Un total de 14 tentes seront montées au col ce jour là. Il paraît qu’en haute saison c’est bien pire. Plus de 25 personnes vont tenter le sommet demain (!) et tout le monde sera dans le même couloir, les uns au dessus des autres. Une sorte de piste de bowling construite à la quasi verticale.

Après moult discussions, nous décidons avec Fred de consommer notre journée de secours et ne pas tenter l’ascension cette nuit.

Nous assistons à un merveilleux coucher de soleil.

Accessible depuis le camp col, le Quitaraju (6040m) n’a pas autant de succès que l’Alpamayo. Personne n’en a tenté l’ascension pendant notre séjour. Peut-être est-ce à cause des nombreuses avalanches de plaques qui semblent avoir dévalé ses flancs ?

Les départs s’étaleront entre minuit et trois heures du matin, tandis que nous resterons à nous reposer au mieux.

Notre parcours

  • Distance (km) :
  • Dénivelé (m) : +600
  • Altitudes (m) : mini 4900m, maxi 5500
  • Horaires : départ 8h30, arrivée 12h30

Acclimatation au camp col – 25 juin

Nous avons donc fait le choix de partir demain, alors aujourd’hui c’est repos total. Et d’ailleurs mon mal de crâne est maintenant parti et l’appétit revenu, je vais beaucoup mieux.

Nous passons la journée à regarder le paysage, faire fondre de la neige pour avoir de l’eau, et suivre les cordées dans la face.
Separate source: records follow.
pub mod entity;
pub mod invariants;
pub mod lifecycle;

pub use entity::{AdoptionRequest, RequestStatus};
pub use invariants::validate_adoption_request;
pub use lifecycle::{derive_animal_status, LifecycleAction};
Les derniers rentrent après 15h. Je suis surpris de la stabilité de cette pente qui ne bouge pas d’un pouce mais après de nombreuses heures de plein soleil.
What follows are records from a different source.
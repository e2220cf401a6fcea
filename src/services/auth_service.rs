// src/services/auth_service.rs
//
// Email/password accounts. The role lives on the profile record and is
// read once per sign-in to build the Session.

use std::sync::Arc;

use crate::domain::user::{
    normalize_email, validate_credentials, validate_new_password, Account, Role, Session,
    UserProfile,
};
use crate::error::{AppError, AppResult};
use crate::events::{EventBus, UserSignedIn, UserSignedOut, UserSignedUp};
use crate::infrastructure::{hash_password, verify_password};
use crate::repositories::{is_unique_violation, AccountRepository, UserProfileRepository};

const EMAIL_IN_USE: &str = "The email address is already in use by another account.";
const INVALID_CREDENTIALS: &str = "Invalid email or password.";

#[derive(Debug, Clone)]
pub struct SignUpRequest {
    pub email: String,
    pub password: String,
    pub role: Role,
    pub username: Option<String>,
}

pub struct AuthService {
    account_repo: Arc<dyn AccountRepository>,
    profile_repo: Arc<dyn UserProfileRepository>,
    event_bus: Arc<EventBus>,
}

impl AuthService {
    pub fn new(
        account_repo: Arc<dyn AccountRepository>,
        profile_repo: Arc<dyn UserProfileRepository>,
        event_bus: Arc<EventBus>,
    ) -> Self {
        Self {
            account_repo,
            profile_repo,
            event_bus,
        }
    }

    /// Create an account with its profile and sign it in
    pub fn sign_up(&self, request: SignUpRequest) -> AppResult<Session> {
        validate_credentials(&request.email, &request.password).map_err(AppError::from_input)?;
        validate_new_password(&request.password).map_err(AppError::from_input)?;

        if self.account_repo.get_by_email(&request.email)?.is_some() {
            return Err(AppError::Authentication(EMAIL_IN_USE.to_string()));
        }

        let username = request
            .username
            .map(|name| name.trim().to_string())
            .filter(|name| !name.is_empty());

        let account = Account::new(&request.email, hash_password(&request.password)?);
        let profile = UserProfile::new(account.user_id, account.email.clone(), username, request.role);

        self.account_repo
            .create_with_profile(&account, &profile)
            .map_err(|e| {
                // lost a race with another sign-up for the same email
                if is_unique_violation(&e) {
                    AppError::Authentication(EMAIL_IN_USE.to_string())
                } else {
                    e
                }
            })?;

        log::info!("Account {} created with role {}", profile.id, profile.role);
        self.event_bus.emit(UserSignedUp::new(profile.id, profile.role));

        Ok(Session::from_profile(&profile))
    }

    /// Check credentials and attach the role from the profile record
    ///
    /// An account without a profile signs in with the default role.
    pub fn sign_in(&self, email: &str, password: &str) -> AppResult<Session> {
        validate_credentials(email, password).map_err(AppError::from_input)?;

        let account = self
            .account_repo
            .get_by_email(email)?
            .ok_or_else(|| AppError::Authentication(INVALID_CREDENTIALS.to_string()))?;

        if !verify_password(password, &account.password_hash)? {
            log::warn!("Failed sign-in for {}", normalize_email(email));
            return Err(AppError::Authentication(INVALID_CREDENTIALS.to_string()));
        }

        let session = match self.profile_repo.get_by_id(account.user_id)? {
            Some(profile) => Session::from_profile(&profile),
            None => {
                log::warn!(
                    "Account {} has no profile record, signing in as {}",
                    account.user_id,
                    Role::default()
                );
                Session::without_profile(account.user_id, account.email.clone())
            }
        };

        self.event_bus
            .emit(UserSignedIn::new(session.user_id, session.role));
        Ok(session)
    }

    pub fn sign_out(&self, session: &Session) {
        log::info!("User {} signed out", session.user_id);
        self.event_bus.emit(UserSignedOut::new(session.user_id));
    }
}

#[cfg(test)]
mod tests {
    use super::*;
    use crate::config::AppConfig;
    use crate::db::{create_connection_pool, initialize_database};
    use crate::repositories::{
        MockAccountRepository, MockUserProfileRepository, SqliteAccountRepository,
        SqliteUserProfileRepository,
    };

    fn service() -> AuthService {
        let pool = Arc::new(create_connection_pool(&AppConfig::in_memory()).unwrap());
        initialize_database(&pool.get().unwrap()).unwrap();
        AuthService::new(
            Arc::new(SqliteAccountRepository::new(pool.clone())),
            Arc::new(SqliteUserProfileRepository::new(pool)),
            Arc::new(EventBus::new()),
        )
    }

    fn sign_up_request(email: &str, password: &str, role: Role) -> SignUpRequest {
        SignUpRequest {
            email: email.to_string(),
            password: password.to_string(),
            role,
            username: None,
        }
    }

    #[test]
    fn test_sign_up_then_sign_in_keeps_role() {
        let auth = service();

        let created = auth
            .sign_up(sign_up_request("Ann@X.io", "secret1", Role::Admin))
            .unwrap();
        assert_eq!(created.role, Role::Admin);
        assert_eq!(created.email, "ann@x.io");

        let session = auth.sign_in("ann@x.io", "secret1").unwrap();
        assert_eq!(session.user_id, created.user_id);
        assert!(session.is_admin());
    }

    #[test]
    fn test_duplicate_email() {
        let auth = service();
        auth.sign_up(sign_up_request("bob@x.io", "secret1", Role::User))
            .unwrap();

        let err = auth
            .sign_up(sign_up_request("BOB@x.io", "secret2", Role::User))
            .unwrap_err();

        assert_eq!(err.to_string(), EMAIL_IN_USE);
    }

    #[test]
    fn test_wrong_password_and_unknown_email_look_the_same() {
        let auth = service();
        auth.sign_up(sign_up_request("bob@x.io", "secret1", Role::User))
            .unwrap();

        let wrong = auth.sign_in("bob@x.io", "secret2").unwrap_err();
        let unknown = auth.sign_in("nobody@x.io", "secret1").unwrap_err();

        assert!(matches!(wrong, AppError::Authentication(_)));
        assert_eq!(wrong.to_string(), unknown.to_string());
    }

    #[test]
    fn test_empty_fields_rejected_before_store() {
        let mut accounts = MockAccountRepository::new();
        accounts.expect_get_by_email().never();
        accounts.expect_create_with_profile().never();
        let auth = AuthService::new(
            Arc::new(accounts),
            Arc::new(MockUserProfileRepository::new()),
            Arc::new(EventBus::new()),
        );

        let err = auth.sign_in("", "secret1").unwrap_err();
        assert!(matches!(err, AppError::Validation(ref m) if m == "Please fill in all fields"));

        let err = auth
            .sign_up(sign_up_request("bob@x.io", "123", Role::User))
            .unwrap_err();
        assert!(matches!(err, AppError::Validation(_)));
    }

    #[test]
    fn test_missing_profile_defaults_to_user() {
        let hash = hash_password("secret1").unwrap();
        let account = Account::new("ghost@x.io", hash);
        let user_id = account.user_id;

        let mut accounts = MockAccountRepository::new();
        accounts
            .expect_get_by_email()
            .returning(move |_| Ok(Some(account.clone())));
        let mut profiles = MockUserProfileRepository::new();
        profiles.expect_get_by_id().returning(|_| Ok(None));

        let auth = AuthService::new(Arc::new(accounts), Arc::new(profiles), Arc::new(EventBus::new()));

        let session = auth.sign_in("ghost@x.io", "secret1").unwrap();
        assert_eq!(session.user_id, user_id);
        assert_eq!(session.role, Role::User);
    }

    #[test]
    fn test_username_becomes_display_identity() {
        let auth = service();
        let mut request = sign_up_request("bob@x.io", "secret1", Role::User);
        request.username = Some("  bob  ".to_string());

        let session = auth.sign_up(request).unwrap();

        assert_eq!(session.display_identity(), "bob");
    }
}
Petit zoom sur la fin de la voie et ces structures de neige/glace si atypiques pour nous européens.

Le couple d’espagnols, ils sont bien à l’écart.

Les différents groupes summiters replient leur camp et entament la descente, nous laissant seul avec les espagnols qui ont fini bien tard et fatigués ; ils vont passer la nuit ici. Les guides locaux assistent les porteurs pour la descente.

A quoi reconnait-on le guide ? C’est celui qui n’a pas un chargement qui dépasse sa tête ..

Nous avons la chance d’assister à notre second coucher de soleil.

Tous ceux qui tenteront l’ascension sont maintenant arrivés. Il s’agit d’un groupe de russes assez peu sympathiques, malgré le fait qu’après que deux de leurs trois réchauds aient rendu l’âme et que nous leur ayons prêté le notre.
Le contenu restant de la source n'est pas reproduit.